In the first slide of this warm-up (more_w_piecewise_open.pdf), students are going to check their understanding of the definition of a function. This understanding is imperative to working with piecewise functions. Students will examine both the table and the graph to determine if there are two output values for the same input value (MP2). Neither relation is a function. Students will then use what they have learned to make a sketch of a function and justifying why their drawing is correct. To check for understanding, I will take several student sketches and place them under the document camera and let the students justify why their sketch represents a function (MP3).
In the second slide, students will once again be justifying a solution. The difference here is that the solution is given to them. Students sometimes have difficulty with this type of question. By giving them the solution it helps them to build meaning around the process of finding the value of x that yields a given output.
This portion of the lesson begins with the most famous piecewise function: the absolute value function (more_w_piecewise_direct.pdf). Through graphing these two functions, students can see how the absolute value function has a different structure from most functions students are used to seeing (MP7).
I will have students use dry erase boards to make a table and a graph of the absolute value function in Slide #1. Try to bridge this function to the idea of a piecewise function by showing students that the absolute value function is essentially f(x) = -x for all values less than or equal to 0 and f(x) = x for all values greater than or equal to zero. Because at zero, both of these functions have the same value this relation is a function.
Put the majority of your emphasis on the first question in this section. If time permits, or if students are having difficulty graphing the absolute value function, you can also use the second example that is given. Otherwise, proceed directly to the guided practice portion of the lesson.
On Slide 2 of the attached powerpoint (more_w_piecewise_guided.pdf) we go into an in-depth explanation of how to sketch this piecewise function based on the work done in the opening activity. There is also a video explaining how this could be taught to students.

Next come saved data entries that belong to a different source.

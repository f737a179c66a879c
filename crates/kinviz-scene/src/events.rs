//! Typed notifications for the hosting shell

use serde::Serialize;

/// Annotation layers reported through `AnnotationChanged`.
///
/// Contacts and the workspace cloud have their own events.
#[derive(Debug, Clone, Copy, PartialEq, Eq, Hash, Serialize)]
pub enum AnnotationLayer {
    Path,
    Frame,
    TcpMarker,
    TargetFrame,
    FkChain,
}

/// A change the shell may want to react to
#[derive(Debug, Clone, PartialEq, Serialize)]
pub enum SceneEvent {
    /// A model replaced the previous node set
    ModelLoaded { name: String, links: usize },
    /// Everything was removed
    Cleared,
    /// A transform batch was applied
    TransformsChanged,
    /// Visibility or color of a node changed
    NodeStyleChanged { link: String },
    AnnotationChanged { layer: AnnotationLayer, id: String },
    WorkspaceChanged { points: usize },
    ContactsChanged { count: usize },
}

/// Pending notifications, drained by the shell
#[derive(Debug, Default)]
pub struct EventQueue {
    events: Vec<SceneEvent>,
}

impl EventQueue {
    pub fn new() -> Self {
        Self::default()
    }

    pub fn push(&mut self, event: SceneEvent) {
        tracing::trace!(?event, "Scene event");
        self.events.push(event);
    }

    pub fn drain(&mut self) -> Vec<SceneEvent> {
        std::mem::take(&mut self.events)
    }

    pub fn len(&self) -> usize {
        self.events.len()
    }

    pub fn is_empty(&self) -> bool {
        self.events.is_empty()
    }
}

Before starting any direct instruction, allow students 2-3 minutes to discuss what they see in the piecewise function and how it looks different from other functions that they have seen so far. This processing time will allow students to make noticings about different attributes of the function of interest.
Slide 3 allows students an opportunity to practice graphing another piecewise function based on what they have just learned.
Recommended materials for this portion of the lesson would include a small dry-erase board for each student so that they can work along with you as you graph. I also like to make sure that each pair of students has two different color dry-erase markers. This helps when graphing a piecewise function that has two distinct parts (especially for more visual learners).
I have also included two additional problems on Slides 4 and 5 that can be used if time permits.
As I close this lesson I ask students to design their own piecewise function that is composed of at least two different functions (MP1) Instruct students to pay particular attention to the domain (input) values of each part of the function so that their function will pass the vertical line test. When students first start inventing piecewise graphs, they often forget that they are graphing a function. Encourage students to make a sketch of their function as they work. This should help to ensure that they are choosing appropriate domain values.